Dataset entries
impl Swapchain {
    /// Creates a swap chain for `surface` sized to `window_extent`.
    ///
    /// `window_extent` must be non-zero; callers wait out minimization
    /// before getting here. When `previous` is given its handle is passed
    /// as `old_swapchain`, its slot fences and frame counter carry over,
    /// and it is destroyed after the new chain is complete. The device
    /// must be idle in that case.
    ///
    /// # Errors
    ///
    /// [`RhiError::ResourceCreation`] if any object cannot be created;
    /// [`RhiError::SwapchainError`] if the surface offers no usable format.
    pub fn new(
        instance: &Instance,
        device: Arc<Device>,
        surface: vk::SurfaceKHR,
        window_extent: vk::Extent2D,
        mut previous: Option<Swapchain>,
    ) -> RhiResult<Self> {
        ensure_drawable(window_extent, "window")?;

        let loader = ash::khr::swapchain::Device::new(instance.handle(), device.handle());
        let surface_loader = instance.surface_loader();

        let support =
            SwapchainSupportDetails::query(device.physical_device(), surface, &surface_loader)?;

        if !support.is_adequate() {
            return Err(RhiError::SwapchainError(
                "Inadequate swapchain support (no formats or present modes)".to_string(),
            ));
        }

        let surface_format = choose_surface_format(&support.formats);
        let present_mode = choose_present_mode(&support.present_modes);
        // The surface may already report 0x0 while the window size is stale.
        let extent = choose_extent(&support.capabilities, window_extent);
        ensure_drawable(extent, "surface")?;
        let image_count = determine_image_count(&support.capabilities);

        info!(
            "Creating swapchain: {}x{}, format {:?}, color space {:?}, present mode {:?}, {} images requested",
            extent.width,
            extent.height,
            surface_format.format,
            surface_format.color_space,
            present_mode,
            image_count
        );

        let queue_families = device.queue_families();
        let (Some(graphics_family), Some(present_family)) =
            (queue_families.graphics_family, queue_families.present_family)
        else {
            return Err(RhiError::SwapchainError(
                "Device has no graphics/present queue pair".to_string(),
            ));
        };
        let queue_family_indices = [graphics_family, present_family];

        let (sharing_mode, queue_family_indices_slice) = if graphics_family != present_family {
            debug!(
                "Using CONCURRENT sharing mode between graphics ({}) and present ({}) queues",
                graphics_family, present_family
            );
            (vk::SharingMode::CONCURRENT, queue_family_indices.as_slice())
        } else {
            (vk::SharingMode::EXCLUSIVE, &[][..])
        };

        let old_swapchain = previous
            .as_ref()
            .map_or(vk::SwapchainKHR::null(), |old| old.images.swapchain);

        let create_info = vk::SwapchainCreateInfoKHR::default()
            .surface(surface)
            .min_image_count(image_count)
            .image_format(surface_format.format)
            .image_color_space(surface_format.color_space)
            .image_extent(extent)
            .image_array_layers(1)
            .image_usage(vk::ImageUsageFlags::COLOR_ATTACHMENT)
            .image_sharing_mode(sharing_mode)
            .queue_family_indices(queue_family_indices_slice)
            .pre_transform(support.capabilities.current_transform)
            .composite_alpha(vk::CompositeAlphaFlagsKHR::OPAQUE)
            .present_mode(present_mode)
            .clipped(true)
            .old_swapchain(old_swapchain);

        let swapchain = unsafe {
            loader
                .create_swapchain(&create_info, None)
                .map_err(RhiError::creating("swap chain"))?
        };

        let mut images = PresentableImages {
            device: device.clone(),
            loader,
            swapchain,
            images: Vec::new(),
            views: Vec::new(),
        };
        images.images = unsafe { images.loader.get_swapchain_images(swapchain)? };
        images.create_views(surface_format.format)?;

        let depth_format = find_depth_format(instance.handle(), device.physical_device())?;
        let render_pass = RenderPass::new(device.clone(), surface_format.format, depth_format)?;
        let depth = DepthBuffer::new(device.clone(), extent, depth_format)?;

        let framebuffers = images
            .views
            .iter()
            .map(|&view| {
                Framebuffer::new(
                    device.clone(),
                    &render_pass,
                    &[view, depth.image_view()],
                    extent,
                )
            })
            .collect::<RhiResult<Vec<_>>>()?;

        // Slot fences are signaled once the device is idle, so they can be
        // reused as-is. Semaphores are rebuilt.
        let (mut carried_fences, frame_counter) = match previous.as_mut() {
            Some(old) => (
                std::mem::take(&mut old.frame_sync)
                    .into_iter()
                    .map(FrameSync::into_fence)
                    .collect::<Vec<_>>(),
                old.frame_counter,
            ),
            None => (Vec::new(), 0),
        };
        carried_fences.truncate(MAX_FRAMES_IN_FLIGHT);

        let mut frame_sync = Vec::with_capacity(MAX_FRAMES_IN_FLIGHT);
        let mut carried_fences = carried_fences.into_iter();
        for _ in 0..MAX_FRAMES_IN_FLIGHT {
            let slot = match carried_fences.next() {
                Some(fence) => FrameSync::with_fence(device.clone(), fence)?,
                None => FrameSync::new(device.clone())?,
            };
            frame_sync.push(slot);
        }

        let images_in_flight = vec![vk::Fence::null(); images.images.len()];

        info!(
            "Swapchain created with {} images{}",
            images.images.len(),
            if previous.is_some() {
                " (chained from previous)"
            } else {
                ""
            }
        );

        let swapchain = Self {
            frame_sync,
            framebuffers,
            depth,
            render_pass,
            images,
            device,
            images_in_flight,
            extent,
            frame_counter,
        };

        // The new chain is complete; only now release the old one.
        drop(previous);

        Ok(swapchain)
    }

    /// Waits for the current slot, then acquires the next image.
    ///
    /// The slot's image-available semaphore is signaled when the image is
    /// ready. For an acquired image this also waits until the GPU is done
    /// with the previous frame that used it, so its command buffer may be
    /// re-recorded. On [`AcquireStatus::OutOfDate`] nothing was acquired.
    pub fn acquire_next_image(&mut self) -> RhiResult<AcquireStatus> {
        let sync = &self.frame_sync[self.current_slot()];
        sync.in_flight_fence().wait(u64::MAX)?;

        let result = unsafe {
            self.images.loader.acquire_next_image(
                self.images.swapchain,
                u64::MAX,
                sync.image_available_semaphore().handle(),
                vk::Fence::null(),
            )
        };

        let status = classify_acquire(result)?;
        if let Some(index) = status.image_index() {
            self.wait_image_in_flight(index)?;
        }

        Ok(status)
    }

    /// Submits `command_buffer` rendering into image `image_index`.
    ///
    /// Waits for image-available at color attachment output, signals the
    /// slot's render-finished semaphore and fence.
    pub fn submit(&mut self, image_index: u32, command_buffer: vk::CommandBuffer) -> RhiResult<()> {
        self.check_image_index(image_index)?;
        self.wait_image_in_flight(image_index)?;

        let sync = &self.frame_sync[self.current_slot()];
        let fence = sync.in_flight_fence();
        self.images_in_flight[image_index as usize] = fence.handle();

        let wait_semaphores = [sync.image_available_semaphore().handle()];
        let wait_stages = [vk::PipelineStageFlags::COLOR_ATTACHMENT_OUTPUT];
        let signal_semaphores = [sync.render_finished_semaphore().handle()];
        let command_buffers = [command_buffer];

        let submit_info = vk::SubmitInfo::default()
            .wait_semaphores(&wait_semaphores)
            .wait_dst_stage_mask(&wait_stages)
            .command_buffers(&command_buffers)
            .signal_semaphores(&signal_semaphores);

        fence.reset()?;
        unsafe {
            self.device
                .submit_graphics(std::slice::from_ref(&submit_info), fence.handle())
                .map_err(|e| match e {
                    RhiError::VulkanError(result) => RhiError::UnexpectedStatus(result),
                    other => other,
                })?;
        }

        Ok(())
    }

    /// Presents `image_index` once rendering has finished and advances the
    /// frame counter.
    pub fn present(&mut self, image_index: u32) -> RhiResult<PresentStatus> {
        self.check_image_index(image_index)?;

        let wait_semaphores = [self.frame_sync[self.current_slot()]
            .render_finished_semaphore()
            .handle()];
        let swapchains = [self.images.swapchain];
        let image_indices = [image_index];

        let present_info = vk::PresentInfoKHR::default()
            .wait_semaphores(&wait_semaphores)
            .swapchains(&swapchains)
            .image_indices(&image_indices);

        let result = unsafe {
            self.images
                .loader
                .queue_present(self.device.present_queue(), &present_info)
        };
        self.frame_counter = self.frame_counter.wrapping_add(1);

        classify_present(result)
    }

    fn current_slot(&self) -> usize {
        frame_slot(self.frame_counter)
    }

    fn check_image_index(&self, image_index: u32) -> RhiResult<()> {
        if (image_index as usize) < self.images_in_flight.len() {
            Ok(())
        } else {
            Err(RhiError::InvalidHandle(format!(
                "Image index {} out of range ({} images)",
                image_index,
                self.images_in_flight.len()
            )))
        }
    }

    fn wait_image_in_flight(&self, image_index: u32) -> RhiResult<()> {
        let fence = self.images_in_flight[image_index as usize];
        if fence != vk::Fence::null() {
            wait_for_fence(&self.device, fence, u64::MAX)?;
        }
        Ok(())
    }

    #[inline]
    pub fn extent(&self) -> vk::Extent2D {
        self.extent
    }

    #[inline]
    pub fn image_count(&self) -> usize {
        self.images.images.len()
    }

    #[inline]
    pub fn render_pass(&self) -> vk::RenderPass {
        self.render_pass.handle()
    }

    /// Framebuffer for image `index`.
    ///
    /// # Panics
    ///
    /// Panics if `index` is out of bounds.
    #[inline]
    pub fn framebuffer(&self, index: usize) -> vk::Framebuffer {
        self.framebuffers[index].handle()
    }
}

--

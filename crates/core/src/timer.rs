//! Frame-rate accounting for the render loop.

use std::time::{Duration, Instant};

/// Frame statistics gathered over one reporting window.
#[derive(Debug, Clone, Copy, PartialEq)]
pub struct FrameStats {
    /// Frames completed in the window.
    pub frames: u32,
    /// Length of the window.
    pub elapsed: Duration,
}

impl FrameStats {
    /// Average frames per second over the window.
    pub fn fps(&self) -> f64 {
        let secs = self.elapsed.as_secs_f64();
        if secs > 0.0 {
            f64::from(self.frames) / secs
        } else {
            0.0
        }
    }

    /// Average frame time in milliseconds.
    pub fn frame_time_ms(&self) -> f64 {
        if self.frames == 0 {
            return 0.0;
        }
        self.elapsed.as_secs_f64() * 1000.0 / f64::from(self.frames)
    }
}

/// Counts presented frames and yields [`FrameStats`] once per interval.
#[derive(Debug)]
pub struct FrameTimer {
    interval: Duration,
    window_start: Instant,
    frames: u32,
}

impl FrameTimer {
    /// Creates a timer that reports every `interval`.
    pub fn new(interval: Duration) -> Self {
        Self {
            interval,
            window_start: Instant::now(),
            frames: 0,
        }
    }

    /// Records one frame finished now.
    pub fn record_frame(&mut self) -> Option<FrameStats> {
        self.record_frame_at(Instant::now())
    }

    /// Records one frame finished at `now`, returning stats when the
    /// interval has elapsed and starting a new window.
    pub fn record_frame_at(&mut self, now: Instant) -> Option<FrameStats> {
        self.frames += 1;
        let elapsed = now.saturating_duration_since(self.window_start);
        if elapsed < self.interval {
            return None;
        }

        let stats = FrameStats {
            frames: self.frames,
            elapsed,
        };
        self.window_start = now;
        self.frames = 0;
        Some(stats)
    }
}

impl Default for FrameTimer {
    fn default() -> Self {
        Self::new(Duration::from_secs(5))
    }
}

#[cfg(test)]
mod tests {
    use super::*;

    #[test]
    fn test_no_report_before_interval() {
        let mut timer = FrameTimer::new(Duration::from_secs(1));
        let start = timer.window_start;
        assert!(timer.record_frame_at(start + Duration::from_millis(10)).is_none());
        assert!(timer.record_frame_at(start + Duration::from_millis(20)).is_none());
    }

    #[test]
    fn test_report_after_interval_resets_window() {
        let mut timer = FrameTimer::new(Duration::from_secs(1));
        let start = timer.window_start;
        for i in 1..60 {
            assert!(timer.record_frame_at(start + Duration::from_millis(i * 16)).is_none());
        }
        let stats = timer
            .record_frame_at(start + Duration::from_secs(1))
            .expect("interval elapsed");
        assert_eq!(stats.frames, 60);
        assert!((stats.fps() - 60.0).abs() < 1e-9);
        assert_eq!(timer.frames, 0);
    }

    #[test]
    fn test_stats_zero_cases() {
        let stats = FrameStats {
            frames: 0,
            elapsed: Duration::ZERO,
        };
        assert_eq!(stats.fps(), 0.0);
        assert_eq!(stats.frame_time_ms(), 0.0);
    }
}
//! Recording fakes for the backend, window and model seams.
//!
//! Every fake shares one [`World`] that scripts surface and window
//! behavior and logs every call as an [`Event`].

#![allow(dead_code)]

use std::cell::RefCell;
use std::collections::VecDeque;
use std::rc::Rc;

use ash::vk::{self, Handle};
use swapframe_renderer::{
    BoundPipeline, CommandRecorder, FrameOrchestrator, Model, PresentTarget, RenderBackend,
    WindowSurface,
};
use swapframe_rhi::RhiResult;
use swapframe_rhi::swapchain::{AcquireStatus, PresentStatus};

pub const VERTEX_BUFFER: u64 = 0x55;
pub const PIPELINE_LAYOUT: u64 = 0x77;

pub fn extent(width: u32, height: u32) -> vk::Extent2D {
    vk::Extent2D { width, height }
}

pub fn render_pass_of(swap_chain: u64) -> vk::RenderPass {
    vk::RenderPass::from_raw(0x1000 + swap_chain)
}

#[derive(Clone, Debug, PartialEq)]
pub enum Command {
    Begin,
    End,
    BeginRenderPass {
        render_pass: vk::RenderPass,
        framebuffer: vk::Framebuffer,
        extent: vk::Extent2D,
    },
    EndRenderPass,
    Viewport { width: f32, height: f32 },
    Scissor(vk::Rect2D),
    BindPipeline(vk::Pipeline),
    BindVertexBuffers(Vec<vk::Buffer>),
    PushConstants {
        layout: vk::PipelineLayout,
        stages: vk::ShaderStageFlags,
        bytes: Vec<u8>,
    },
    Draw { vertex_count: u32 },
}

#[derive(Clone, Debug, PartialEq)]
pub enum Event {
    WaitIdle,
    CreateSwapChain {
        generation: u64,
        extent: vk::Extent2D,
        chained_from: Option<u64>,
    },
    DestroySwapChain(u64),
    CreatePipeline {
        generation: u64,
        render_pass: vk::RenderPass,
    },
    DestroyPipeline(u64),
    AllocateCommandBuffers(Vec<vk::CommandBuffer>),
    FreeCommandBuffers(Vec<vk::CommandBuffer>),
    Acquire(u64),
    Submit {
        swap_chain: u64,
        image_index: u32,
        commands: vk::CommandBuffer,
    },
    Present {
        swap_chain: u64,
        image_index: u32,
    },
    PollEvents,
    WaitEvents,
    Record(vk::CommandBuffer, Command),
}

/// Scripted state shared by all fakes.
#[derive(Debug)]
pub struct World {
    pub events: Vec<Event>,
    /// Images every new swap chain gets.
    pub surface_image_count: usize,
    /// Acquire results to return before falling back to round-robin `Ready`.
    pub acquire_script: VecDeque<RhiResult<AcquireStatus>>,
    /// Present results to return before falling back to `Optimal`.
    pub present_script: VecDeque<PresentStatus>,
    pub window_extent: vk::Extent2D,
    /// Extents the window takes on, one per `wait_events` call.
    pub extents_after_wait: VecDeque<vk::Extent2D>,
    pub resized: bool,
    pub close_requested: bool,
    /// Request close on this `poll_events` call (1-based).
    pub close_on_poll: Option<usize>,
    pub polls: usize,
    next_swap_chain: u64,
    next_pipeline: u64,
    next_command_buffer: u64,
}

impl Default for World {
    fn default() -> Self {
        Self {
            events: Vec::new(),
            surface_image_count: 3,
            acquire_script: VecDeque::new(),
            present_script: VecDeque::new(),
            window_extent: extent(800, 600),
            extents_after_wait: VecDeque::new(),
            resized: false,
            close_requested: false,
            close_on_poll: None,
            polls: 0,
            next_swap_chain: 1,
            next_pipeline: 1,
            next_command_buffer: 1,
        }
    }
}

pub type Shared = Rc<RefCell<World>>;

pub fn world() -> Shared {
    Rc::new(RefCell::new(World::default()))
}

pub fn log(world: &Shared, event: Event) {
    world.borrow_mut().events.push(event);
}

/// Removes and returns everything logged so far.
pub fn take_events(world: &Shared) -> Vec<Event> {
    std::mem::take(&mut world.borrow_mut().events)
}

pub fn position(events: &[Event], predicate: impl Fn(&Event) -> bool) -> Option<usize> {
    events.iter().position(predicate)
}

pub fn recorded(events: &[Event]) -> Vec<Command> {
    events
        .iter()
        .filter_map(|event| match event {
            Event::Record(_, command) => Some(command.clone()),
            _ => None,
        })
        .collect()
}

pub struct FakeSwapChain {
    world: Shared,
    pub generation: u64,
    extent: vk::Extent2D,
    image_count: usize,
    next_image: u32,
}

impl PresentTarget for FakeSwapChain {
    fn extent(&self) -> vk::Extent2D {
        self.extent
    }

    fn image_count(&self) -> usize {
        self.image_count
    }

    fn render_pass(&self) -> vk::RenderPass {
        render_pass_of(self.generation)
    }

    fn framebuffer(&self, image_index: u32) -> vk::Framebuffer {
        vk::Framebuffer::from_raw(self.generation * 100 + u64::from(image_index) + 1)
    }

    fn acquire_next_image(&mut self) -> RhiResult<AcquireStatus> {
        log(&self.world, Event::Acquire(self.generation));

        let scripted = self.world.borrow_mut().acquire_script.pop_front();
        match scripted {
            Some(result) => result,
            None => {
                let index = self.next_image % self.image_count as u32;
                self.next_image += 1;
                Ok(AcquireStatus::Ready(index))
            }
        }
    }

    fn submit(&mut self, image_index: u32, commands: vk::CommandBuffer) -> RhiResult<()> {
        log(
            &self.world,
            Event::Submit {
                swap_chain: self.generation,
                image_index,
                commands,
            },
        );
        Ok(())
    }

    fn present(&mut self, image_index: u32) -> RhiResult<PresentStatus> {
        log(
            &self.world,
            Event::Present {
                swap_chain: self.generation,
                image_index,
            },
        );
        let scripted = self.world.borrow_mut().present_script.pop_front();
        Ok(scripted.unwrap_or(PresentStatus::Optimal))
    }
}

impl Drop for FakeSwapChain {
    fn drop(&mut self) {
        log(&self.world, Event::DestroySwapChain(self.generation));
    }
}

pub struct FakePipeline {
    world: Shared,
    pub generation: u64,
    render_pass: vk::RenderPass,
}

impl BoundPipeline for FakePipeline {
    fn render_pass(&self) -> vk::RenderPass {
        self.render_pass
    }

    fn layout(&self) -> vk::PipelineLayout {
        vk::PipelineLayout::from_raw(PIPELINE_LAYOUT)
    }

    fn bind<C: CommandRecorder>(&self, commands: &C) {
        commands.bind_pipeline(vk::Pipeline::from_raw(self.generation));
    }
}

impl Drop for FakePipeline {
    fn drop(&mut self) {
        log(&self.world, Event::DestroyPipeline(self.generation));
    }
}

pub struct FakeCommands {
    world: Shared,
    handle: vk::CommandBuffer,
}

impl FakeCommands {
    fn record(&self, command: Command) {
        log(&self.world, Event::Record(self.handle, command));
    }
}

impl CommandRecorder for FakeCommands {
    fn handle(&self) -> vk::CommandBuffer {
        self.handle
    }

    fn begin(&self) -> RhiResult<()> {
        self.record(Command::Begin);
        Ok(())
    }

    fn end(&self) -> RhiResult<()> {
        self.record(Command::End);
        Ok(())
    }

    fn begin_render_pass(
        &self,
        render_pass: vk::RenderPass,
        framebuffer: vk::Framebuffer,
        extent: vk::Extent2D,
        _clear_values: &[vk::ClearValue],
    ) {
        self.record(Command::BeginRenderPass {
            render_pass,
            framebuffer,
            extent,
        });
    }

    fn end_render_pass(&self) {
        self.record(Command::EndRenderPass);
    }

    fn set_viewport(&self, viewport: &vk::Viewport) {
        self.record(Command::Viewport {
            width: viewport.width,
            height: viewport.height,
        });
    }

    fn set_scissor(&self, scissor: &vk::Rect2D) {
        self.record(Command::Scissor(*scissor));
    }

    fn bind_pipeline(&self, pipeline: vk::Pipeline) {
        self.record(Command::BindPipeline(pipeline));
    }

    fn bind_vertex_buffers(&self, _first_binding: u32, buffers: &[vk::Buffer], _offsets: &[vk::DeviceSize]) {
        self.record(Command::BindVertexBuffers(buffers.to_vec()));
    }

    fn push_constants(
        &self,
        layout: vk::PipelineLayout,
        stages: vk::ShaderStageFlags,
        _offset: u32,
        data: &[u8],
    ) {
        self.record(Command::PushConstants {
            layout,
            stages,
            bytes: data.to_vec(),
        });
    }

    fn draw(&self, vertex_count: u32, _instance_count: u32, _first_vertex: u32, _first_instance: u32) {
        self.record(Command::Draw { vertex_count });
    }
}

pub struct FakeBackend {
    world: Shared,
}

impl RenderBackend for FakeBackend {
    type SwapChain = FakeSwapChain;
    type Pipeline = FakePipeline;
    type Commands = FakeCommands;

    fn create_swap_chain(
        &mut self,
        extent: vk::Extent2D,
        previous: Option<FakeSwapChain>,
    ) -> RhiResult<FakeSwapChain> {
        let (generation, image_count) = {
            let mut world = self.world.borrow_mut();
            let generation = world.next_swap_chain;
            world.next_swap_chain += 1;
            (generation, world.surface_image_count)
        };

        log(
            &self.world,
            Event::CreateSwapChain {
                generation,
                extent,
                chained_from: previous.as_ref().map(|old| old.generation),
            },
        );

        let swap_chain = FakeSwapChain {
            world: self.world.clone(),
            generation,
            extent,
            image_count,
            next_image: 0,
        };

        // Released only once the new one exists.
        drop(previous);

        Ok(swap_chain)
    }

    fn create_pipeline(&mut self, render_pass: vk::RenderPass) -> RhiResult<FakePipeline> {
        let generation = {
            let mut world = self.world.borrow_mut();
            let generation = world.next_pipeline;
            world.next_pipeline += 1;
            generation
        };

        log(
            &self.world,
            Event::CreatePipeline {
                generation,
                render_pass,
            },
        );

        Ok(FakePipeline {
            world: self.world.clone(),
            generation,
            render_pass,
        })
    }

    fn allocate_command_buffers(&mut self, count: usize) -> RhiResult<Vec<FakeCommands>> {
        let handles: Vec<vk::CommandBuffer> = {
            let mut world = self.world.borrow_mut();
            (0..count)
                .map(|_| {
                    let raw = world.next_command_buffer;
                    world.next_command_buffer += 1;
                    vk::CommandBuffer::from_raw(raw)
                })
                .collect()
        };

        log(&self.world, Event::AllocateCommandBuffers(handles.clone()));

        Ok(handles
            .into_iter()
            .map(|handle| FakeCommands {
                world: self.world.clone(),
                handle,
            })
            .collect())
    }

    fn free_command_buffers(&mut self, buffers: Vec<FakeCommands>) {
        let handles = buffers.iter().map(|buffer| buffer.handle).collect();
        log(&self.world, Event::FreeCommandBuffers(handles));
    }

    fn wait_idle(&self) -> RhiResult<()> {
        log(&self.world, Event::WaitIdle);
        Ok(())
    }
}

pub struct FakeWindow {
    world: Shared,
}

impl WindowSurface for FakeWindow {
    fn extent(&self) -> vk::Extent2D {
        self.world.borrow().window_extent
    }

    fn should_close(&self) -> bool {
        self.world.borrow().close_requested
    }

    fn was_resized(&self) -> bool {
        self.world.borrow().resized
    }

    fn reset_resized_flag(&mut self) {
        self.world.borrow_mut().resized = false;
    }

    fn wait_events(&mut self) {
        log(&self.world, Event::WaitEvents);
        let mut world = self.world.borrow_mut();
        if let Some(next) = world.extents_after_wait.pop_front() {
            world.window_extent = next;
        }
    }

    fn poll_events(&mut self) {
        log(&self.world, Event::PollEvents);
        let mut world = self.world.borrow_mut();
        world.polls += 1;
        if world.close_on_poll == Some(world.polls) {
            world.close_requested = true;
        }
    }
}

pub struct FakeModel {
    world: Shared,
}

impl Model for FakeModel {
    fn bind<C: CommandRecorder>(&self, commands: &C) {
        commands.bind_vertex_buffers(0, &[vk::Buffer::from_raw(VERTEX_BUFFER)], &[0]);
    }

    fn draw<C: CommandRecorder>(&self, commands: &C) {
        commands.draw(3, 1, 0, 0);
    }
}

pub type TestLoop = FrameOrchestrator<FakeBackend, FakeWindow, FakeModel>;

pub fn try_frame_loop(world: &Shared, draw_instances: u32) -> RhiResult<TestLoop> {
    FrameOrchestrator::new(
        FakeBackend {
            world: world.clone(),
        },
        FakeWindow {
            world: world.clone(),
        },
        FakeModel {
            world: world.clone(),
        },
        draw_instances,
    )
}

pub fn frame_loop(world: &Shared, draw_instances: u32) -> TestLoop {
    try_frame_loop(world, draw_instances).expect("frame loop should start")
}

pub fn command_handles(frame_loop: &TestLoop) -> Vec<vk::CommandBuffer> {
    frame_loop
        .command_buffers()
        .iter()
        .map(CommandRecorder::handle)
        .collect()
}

• Work request: Of all the entries above, output exactly the lines between the one holding "world.next_command_buffer += 1;" and the one holding "log(&self.world, Event::WaitIdle);", inclusive.

• Exercise solution:
                    world.next_command_buffer += 1;
                    vk::CommandBuffer::from_raw(raw)
                })
                .collect()
        };

        log(&self.world, Event::AllocateCommandBuffers(handles.clone()));

        Ok(handles
            .into_iter()
            .map(|handle| FakeCommands {
                world: self.world.clone(),
                handle,
            })
            .collect())
    }

    fn free_command_buffers(&mut self, buffers: Vec<FakeCommands>) {
        let handles = buffers.iter().map(|buffer| buffer.handle).collect();
        log(&self.world, Event::FreeCommandBuffers(handles));
    }

    fn wait_idle(&self) -> RhiResult<()> {
        log(&self.world, Event::WaitIdle);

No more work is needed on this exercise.